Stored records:
-- Opening Marker --
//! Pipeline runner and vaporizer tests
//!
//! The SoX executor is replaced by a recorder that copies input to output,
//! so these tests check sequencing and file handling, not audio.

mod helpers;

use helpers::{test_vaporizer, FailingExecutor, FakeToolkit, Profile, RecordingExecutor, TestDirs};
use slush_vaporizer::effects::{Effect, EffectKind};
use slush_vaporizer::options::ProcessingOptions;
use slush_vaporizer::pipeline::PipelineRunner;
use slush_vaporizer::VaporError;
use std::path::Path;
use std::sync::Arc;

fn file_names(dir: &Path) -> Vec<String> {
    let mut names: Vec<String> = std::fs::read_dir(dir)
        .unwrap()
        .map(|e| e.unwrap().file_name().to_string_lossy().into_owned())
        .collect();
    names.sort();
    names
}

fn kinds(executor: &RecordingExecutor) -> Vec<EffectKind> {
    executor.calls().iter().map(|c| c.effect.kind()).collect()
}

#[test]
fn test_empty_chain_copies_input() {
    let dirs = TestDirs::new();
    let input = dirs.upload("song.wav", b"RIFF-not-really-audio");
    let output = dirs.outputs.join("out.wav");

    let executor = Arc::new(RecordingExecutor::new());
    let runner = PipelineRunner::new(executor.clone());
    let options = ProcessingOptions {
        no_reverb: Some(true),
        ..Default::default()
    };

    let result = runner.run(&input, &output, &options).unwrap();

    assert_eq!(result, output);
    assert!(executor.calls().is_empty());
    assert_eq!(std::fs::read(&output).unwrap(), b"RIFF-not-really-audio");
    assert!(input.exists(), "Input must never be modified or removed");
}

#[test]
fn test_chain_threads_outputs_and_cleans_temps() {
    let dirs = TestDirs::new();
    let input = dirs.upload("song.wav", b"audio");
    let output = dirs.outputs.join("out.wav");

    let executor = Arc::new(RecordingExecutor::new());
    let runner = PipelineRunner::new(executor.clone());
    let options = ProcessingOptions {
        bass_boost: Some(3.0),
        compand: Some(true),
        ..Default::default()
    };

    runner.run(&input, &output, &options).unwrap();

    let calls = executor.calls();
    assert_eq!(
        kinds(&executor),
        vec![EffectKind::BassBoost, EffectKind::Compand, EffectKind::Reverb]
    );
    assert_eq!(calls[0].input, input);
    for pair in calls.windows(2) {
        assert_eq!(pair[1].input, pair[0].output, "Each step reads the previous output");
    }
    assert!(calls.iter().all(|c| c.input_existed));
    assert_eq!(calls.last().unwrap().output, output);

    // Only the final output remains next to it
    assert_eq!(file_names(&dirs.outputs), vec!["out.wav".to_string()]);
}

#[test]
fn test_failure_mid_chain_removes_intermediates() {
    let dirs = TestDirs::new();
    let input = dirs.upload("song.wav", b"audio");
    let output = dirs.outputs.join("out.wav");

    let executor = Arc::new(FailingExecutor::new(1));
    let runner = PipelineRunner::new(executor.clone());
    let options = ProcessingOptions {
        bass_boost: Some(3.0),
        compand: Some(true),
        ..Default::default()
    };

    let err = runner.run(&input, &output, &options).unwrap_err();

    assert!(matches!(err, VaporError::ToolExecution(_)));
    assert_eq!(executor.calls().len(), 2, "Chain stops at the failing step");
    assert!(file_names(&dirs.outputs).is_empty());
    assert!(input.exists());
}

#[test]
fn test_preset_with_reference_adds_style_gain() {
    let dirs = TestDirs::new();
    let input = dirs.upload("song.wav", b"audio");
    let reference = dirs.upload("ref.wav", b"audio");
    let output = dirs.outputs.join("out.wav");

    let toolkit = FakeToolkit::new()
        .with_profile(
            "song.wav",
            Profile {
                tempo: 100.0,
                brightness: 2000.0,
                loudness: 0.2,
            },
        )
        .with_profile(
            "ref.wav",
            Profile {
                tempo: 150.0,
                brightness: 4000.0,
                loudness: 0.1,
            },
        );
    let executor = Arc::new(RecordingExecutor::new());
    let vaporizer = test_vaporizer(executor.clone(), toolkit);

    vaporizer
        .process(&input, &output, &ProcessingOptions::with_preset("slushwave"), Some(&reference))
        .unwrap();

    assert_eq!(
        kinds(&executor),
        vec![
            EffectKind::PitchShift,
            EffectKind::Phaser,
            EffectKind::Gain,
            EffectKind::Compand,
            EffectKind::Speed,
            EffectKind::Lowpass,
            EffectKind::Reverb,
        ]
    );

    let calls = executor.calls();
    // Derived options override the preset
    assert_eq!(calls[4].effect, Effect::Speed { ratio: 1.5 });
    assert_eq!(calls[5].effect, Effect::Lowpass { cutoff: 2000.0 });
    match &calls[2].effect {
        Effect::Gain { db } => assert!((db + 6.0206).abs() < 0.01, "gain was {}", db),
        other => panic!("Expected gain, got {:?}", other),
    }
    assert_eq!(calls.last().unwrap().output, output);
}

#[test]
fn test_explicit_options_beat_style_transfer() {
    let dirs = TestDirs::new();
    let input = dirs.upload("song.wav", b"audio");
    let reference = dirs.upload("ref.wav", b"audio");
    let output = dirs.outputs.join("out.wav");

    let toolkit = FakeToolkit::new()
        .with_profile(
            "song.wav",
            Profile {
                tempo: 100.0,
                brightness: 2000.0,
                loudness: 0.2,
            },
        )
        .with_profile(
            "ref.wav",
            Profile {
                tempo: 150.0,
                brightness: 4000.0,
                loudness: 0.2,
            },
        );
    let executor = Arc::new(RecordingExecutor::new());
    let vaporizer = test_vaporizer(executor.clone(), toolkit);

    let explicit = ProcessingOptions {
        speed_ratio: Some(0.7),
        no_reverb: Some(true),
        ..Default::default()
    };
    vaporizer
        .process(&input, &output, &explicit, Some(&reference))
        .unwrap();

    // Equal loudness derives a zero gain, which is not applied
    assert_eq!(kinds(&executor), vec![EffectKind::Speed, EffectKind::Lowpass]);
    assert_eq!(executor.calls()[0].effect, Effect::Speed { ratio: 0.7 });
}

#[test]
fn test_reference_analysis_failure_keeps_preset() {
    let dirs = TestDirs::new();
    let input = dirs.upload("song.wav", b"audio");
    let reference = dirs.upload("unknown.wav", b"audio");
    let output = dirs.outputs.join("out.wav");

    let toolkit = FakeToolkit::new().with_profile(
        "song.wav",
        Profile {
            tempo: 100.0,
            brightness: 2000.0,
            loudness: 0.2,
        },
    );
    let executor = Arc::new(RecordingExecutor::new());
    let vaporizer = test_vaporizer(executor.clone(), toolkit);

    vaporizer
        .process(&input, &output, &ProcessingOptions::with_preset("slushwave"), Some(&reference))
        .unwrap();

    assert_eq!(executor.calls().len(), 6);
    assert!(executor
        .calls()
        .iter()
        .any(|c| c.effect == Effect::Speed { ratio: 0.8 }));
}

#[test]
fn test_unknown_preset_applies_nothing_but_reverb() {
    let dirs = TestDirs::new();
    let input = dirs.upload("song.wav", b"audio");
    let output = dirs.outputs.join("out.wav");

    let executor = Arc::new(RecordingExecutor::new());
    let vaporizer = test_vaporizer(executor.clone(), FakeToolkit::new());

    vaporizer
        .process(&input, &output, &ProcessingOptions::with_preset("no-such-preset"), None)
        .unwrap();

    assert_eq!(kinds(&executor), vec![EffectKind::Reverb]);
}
-- Closing Marker --
Your answer must be the lines above, unchanged, from the first one through the line that holds "use slush_vaporizer::options::ProcessingOptions;", inclusive, and no others.

//! Pipeline runner and vaporizer tests
//!
//! The SoX executor is replaced by a recorder that copies input to output,
//! so these tests check sequencing and file handling, not audio.

mod helpers;

use helpers::{test_vaporizer, FailingExecutor, FakeToolkit, Profile, RecordingExecutor, TestDirs};
use slush_vaporizer::effects::{Effect, EffectKind};
use slush_vaporizer::options::ProcessingOptions;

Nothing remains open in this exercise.